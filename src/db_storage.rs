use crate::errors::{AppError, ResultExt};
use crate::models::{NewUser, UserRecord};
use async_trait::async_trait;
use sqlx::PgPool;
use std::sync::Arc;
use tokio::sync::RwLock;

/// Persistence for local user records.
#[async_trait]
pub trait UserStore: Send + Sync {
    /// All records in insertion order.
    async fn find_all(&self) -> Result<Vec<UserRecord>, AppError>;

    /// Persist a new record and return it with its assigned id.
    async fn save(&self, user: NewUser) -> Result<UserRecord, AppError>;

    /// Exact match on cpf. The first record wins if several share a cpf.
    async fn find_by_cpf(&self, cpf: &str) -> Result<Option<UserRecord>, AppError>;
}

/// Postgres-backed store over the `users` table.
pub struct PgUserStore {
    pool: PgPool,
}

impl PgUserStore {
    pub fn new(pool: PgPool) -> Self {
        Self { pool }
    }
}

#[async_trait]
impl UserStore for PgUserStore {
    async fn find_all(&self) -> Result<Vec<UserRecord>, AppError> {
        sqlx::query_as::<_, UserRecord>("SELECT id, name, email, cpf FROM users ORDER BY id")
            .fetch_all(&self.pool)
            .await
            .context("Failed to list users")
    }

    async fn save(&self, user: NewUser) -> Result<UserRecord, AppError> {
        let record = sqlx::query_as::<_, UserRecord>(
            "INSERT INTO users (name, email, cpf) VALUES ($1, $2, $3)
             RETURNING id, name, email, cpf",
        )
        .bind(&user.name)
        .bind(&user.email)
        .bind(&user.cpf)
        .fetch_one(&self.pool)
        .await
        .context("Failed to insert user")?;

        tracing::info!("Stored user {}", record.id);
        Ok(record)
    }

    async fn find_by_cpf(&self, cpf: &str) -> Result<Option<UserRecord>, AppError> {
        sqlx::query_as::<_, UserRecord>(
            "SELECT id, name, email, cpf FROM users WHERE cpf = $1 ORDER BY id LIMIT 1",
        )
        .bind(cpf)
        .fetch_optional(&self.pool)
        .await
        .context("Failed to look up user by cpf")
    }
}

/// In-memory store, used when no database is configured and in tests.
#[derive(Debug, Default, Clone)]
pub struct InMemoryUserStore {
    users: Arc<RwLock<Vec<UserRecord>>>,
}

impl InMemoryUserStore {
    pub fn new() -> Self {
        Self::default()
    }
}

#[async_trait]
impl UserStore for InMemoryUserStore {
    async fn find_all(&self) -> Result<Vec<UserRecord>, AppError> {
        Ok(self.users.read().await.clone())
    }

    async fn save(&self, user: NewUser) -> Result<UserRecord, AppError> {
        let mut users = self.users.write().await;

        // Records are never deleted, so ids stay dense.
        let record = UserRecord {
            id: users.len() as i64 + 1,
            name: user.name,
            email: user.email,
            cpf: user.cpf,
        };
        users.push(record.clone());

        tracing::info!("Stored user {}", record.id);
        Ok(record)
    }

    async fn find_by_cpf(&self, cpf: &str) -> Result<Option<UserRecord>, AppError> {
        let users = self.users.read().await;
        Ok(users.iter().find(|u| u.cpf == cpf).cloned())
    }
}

- **PROBLEM TO WORK ON**: The full listing above is to be retyped exactly.

- **EXPECTED OUTPUT**:
filename src/db_storage.rs
use crate::errors::{AppError, ResultExt};
use crate::models::{NewUser, UserRecord};
use async_trait::async_trait;
use sqlx::PgPool;
use std::sync::Arc;
use tokio::sync::RwLock;

/// Persistence for local user records.
#[async_trait]
pub trait UserStore: Send + Sync {
    /// All records in insertion order.
    async fn find_all(&self) -> Result<Vec<UserRecord>, AppError>;

    /// Persist a new record and return it with its assigned id.
    async fn save(&self, user: NewUser) -> Result<UserRecord, AppError>;

    /// Exact match on cpf. The first record wins if several share a cpf.
    async fn find_by_cpf(&self, cpf: &str) -> Result<Option<UserRecord>, AppError>;
}

/// Postgres-backed store over the `users` table.
pub struct PgUserStore {
    pool: PgPool,
}

impl PgUserStore {
    pub fn new(pool: PgPool) -> Self {
        Self { pool }
    }
}

#[async_trait]
impl UserStore for PgUserStore {
    async fn find_all(&self) -> Result<Vec<UserRecord>, AppError> {
        sqlx::query_as::<_, UserRecord>("SELECT id, name, email, cpf FROM users ORDER BY id")
            .fetch_all(&self.pool)
            .await
            .context("Failed to list users")
    }

    async fn save(&self, user: NewUser) -> Result<UserRecord, AppError> {
        let record = sqlx::query_as::<_, UserRecord>(
            "INSERT INTO users (name, email, cpf) VALUES ($1, $2, $3)
             RETURNING id, name, email, cpf",
        )
        .bind(&user.name)
        .bind(&user.email)
        .bind(&user.cpf)
        .fetch_one(&self.pool)
        .await
        .context("Failed to insert user")?;

        tracing::info!("Stored user {}", record.id);
        Ok(record)
    }

    async fn find_by_cpf(&self, cpf: &str) -> Result<Option<UserRecord>, AppError> {
        sqlx::query_as::<_, UserRecord>(
            "SELECT id, name, email, cpf FROM users WHERE cpf = $1 ORDER BY id LIMIT 1",
        )
        .bind(cpf)
        .fetch_optional(&self.pool)
        .await
        .context("Failed to look up user by cpf")
    }
}

/// In-memory store, used when no database is configured and in tests.
#[derive(Debug, Default, Clone)]
pub struct InMemoryUserStore {
    users: Arc<RwLock<Vec<UserRecord>>>,
}

impl InMemoryUserStore {
    pub fn new() -> Self {
        Self::default()
    }
}

#[async_trait]
impl UserStore for InMemoryUserStore {
    async fn find_all(&self) -> Result<Vec<UserRecord>, AppError> {
        Ok(self.users.read().await.clone())
    }

    async fn save(&self, user: NewUser) -> Result<UserRecord, AppError> {
        let mut users = self.users.write().await;

        // Records are never deleted, so ids stay dense.
        let record = UserRecord {
            id: users.len() as i64 + 1,
            name: user.name,
            email: user.email,
            cpf: user.cpf,
        };
        users.push(record.clone());

        tracing::info!("Stored user {}", record.id);
        Ok(record)
    }

    async fn find_by_cpf(&self, cpf: &str) -> Result<Option<UserRecord>, AppError> {
        let users = self.users.read().await;
        Ok(users.iter().find(|u| u.cpf == cpf).cloned())
    }
}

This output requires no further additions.